EXERCISE REQUIREMENTS: Output the full listing again without altering anything.

GIVEN RECORDS:
◇ ◇ ◇ ◇ ◇

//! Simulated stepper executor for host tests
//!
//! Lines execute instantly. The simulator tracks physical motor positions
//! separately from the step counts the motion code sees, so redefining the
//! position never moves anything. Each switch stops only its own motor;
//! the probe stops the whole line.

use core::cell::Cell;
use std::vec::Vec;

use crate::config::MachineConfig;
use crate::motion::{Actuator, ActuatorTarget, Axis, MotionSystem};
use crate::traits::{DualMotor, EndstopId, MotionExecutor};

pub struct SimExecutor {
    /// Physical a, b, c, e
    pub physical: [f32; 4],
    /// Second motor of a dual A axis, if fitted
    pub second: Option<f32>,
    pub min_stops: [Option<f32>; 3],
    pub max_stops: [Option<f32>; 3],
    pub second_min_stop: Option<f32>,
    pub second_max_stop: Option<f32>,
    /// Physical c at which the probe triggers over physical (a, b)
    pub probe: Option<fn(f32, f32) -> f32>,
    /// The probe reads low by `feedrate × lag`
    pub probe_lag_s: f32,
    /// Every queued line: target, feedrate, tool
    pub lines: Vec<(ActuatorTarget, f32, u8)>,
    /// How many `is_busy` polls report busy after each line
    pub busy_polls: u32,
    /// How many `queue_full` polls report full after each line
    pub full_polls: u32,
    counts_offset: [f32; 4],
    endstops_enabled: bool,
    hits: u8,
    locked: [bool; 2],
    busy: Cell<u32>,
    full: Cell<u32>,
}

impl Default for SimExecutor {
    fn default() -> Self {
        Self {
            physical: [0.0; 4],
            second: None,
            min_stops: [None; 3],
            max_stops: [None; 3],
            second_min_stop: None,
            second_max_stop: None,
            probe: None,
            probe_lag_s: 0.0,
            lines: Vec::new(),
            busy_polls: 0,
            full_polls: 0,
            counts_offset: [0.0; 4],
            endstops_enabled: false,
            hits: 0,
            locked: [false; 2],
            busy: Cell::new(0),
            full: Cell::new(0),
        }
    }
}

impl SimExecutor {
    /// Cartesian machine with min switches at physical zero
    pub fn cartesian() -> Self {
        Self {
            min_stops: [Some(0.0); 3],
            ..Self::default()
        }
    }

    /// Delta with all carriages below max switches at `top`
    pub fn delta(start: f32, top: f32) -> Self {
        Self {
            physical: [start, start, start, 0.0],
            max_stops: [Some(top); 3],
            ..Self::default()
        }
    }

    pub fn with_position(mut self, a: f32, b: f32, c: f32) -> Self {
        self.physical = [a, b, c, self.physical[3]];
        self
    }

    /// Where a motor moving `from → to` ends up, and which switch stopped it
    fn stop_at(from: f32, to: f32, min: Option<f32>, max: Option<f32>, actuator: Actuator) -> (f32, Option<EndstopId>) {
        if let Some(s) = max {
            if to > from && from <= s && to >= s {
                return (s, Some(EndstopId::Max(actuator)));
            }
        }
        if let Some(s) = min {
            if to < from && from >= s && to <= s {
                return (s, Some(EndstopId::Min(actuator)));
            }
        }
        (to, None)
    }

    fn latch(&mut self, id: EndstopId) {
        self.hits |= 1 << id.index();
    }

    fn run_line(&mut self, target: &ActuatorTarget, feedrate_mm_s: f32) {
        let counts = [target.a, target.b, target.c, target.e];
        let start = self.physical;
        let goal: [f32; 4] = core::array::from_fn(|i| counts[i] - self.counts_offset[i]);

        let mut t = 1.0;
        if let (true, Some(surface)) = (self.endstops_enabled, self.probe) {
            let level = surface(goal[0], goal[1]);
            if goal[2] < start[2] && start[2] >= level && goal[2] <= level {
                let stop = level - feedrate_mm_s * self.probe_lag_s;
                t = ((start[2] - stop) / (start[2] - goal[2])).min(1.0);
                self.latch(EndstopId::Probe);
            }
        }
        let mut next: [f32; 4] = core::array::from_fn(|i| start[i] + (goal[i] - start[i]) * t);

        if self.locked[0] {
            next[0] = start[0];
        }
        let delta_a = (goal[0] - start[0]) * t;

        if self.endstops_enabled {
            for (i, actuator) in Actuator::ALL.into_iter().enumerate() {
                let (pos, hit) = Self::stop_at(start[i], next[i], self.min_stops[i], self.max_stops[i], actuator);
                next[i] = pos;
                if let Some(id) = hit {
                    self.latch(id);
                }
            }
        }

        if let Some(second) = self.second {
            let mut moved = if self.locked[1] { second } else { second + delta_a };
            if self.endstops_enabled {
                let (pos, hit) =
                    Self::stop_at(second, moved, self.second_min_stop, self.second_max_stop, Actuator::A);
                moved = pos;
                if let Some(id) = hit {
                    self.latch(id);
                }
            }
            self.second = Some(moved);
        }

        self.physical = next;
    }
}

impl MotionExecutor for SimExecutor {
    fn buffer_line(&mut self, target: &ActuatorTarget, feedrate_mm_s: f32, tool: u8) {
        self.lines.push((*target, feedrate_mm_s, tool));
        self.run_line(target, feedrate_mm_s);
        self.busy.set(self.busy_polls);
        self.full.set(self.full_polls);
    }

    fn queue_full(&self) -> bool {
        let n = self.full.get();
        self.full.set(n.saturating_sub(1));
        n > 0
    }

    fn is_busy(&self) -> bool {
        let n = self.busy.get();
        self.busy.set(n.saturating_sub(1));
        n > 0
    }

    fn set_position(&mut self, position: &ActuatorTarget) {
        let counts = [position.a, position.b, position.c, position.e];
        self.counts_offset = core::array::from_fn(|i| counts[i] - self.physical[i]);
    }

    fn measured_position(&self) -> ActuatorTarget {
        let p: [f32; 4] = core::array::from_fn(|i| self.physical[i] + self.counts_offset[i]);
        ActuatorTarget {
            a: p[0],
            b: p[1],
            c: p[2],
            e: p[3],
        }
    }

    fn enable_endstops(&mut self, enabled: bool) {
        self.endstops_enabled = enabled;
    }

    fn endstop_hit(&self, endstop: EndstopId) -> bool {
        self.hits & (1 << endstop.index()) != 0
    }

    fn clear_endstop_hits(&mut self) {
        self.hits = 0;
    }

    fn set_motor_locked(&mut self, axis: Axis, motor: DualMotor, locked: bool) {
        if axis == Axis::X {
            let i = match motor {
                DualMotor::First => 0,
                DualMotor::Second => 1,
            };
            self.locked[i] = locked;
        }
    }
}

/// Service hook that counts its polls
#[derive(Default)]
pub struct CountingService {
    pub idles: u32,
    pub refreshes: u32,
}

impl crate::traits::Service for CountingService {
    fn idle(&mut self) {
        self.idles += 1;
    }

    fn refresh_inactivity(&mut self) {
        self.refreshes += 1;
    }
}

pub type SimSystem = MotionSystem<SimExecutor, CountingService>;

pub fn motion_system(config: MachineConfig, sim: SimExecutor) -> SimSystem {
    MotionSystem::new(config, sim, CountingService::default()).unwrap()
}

◇ ◇ ◇ ◇ ◇

REPLY:
//! Simulated stepper executor for host tests
//!
//! Lines execute instantly. The simulator tracks physical motor positions
//! separately from the step counts the motion code sees, so redefining the
//! position never moves anything. Each switch stops only its own motor;
//! the probe stops the whole line.

use core::cell::Cell;
use std::vec::Vec;

use crate::config::MachineConfig;
use crate::motion::{Actuator, ActuatorTarget, Axis, MotionSystem};
use crate::traits::{DualMotor, EndstopId, MotionExecutor};

pub struct SimExecutor {
    /// Physical a, b, c, e
    pub physical: [f32; 4],
    /// Second motor of a dual A axis, if fitted
    pub second: Option<f32>,
    pub min_stops: [Option<f32>; 3],
    pub max_stops: [Option<f32>; 3],
    pub second_min_stop: Option<f32>,
    pub second_max_stop: Option<f32>,
    /// Physical c at which the probe triggers over physical (a, b)
    pub probe: Option<fn(f32, f32) -> f32>,
    /// The probe reads low by `feedrate × lag`
    pub probe_lag_s: f32,
    /// Every queued line: target, feedrate, tool
    pub lines: Vec<(ActuatorTarget, f32, u8)>,
    /// How many `is_busy` polls report busy after each line
    pub busy_polls: u32,
    /// How many `queue_full` polls report full after each line
    pub full_polls: u32,
    counts_offset: [f32; 4],
    endstops_enabled: bool,
    hits: u8,
    locked: [bool; 2],
    busy: Cell<u32>,
    full: Cell<u32>,
}

impl Default for SimExecutor {
    fn default() -> Self {
        Self {
            physical: [0.0; 4],
            second: None,
            min_stops: [None; 3],
            max_stops: [None; 3],
            second_min_stop: None,
            second_max_stop: None,
            probe: None,
            probe_lag_s: 0.0,
            lines: Vec::new(),
            busy_polls: 0,
            full_polls: 0,
            counts_offset: [0.0; 4],
            endstops_enabled: false,
            hits: 0,
            locked: [false; 2],
            busy: Cell::new(0),
            full: Cell::new(0),
        }
    }
}

impl SimExecutor {
    /// Cartesian machine with min switches at physical zero
    pub fn cartesian() -> Self {
        Self {
            min_stops: [Some(0.0); 3],
            ..Self::default()
        }
    }

    /// Delta with all carriages below max switches at `top`
    pub fn delta(start: f32, top: f32) -> Self {
        Self {
            physical: [start, start, start, 0.0],
            max_stops: [Some(top); 3],
            ..Self::default()
        }
    }

    pub fn with_position(mut self, a: f32, b: f32, c: f32) -> Self {
        self.physical = [a, b, c, self.physical[3]];
        self
    }

    /// Where a motor moving `from → to` ends up, and which switch stopped it
    fn stop_at(from: f32, to: f32, min: Option<f32>, max: Option<f32>, actuator: Actuator) -> (f32, Option<EndstopId>) {
        if let Some(s) = max {
            if to > from && from <= s && to >= s {
                return (s, Some(EndstopId::Max(actuator)));
            }
        }
        if let Some(s) = min {
            if to < from && from >= s && to <= s {
                return (s, Some(EndstopId::Min(actuator)));
            }
        }
        (to, None)
    }

    fn latch(&mut self, id: EndstopId) {
        self.hits |= 1 << id.index();
    }

    fn run_line(&mut self, target: &ActuatorTarget, feedrate_mm_s: f32) {
        let counts = [target.a, target.b, target.c, target.e];
        let start = self.physical;
        let goal: [f32; 4] = core::array::from_fn(|i| counts[i] - self.counts_offset[i]);

        let mut t = 1.0;
        if let (true, Some(surface)) = (self.endstops_enabled, self.probe) {
            let level = surface(goal[0], goal[1]);
            if goal[2] < start[2] && start[2] >= level && goal[2] <= level {
                let stop = level - feedrate_mm_s * self.probe_lag_s;
                t = ((start[2] - stop) / (start[2] - goal[2])).min(1.0);
                self.latch(EndstopId::Probe);
            }
        }
        let mut next: [f32; 4] = core::array::from_fn(|i| start[i] + (goal[i] - start[i]) * t);

        if self.locked[0] {
            next[0] = start[0];
        }
        let delta_a = (goal[0] - start[0]) * t;

        if self.endstops_enabled {
            for (i, actuator) in Actuator::ALL.into_iter().enumerate() {
                let (pos, hit) = Self::stop_at(start[i], next[i], self.min_stops[i], self.max_stops[i], actuator);
                next[i] = pos;
                if let Some(id) = hit {
                    self.latch(id);
                }
            }
        }

        if let Some(second) = self.second {
            let mut moved = if self.locked[1] { second } else { second + delta_a };
            if self.endstops_enabled {
                let (pos, hit) =
                    Self::stop_at(second, moved, self.second_min_stop, self.second_max_stop, Actuator::A);
                moved = pos;
                if let Some(id) = hit {
                    self.latch(id);
                }
            }
            self.second = Some(moved);
        }

        self.physical = next;
    }
}

impl MotionExecutor for SimExecutor {
    fn buffer_line(&mut self, target: &ActuatorTarget, feedrate_mm_s: f32, tool: u8) {
        self.lines.push((*target, feedrate_mm_s, tool));
        self.run_line(target, feedrate_mm_s);
        self.busy.set(self.busy_polls);
        self.full.set(self.full_polls);
    }

    fn queue_full(&self) -> bool {
        let n = self.full.get();
        self.full.set(n.saturating_sub(1));
        n > 0
    }

    fn is_busy(&self) -> bool {
        let n = self.busy.get();
        self.busy.set(n.saturating_sub(1));
        n > 0
    }

    fn set_position(&mut self, position: &ActuatorTarget) {
        let counts = [position.a, position.b, position.c, position.e];
        self.counts_offset = core::array::from_fn(|i| counts[i] - self.physical[i]);
    }

    fn measured_position(&self) -> ActuatorTarget {
        let p: [f32; 4] = core::array::from_fn(|i| self.physical[i] + self.counts_offset[i]);
        ActuatorTarget {
            a: p[0],
            b: p[1],
            c: p[2],
            e: p[3],
        }
    }

    fn enable_endstops(&mut self, enabled: bool) {
        self.endstops_enabled = enabled;
    }

    fn endstop_hit(&self, endstop: EndstopId) -> bool {
        self.hits & (1 << endstop.index()) != 0
    }

    fn clear_endstop_hits(&mut self) {
        self.hits = 0;
    }

    fn set_motor_locked(&mut self, axis: Axis, motor: DualMotor, locked: bool) {
        if axis == Axis::X {
            let i = match motor {
                DualMotor::First => 0,
                DualMotor::Second => 1,
            };
            self.locked[i] = locked;
        }
    }
}

/// Service hook that counts its polls
#[derive(Default)]
pub struct CountingService {
    pub idles: u32,
    pub refreshes: u32,
}

impl crate::traits::Service for CountingService {
    fn idle(&mut self) {
        self.idles += 1;
    }

    fn refresh_inactivity(&mut self) {
        self.refreshes += 1;
    }
}

pub type SimSystem = MotionSystem<SimExecutor, CountingService>;

pub fn motion_system(config: MachineConfig, sim: SimExecutor) -> SimSystem {
    MotionSystem::new(config, sim, CountingService::default()).unwrap()
}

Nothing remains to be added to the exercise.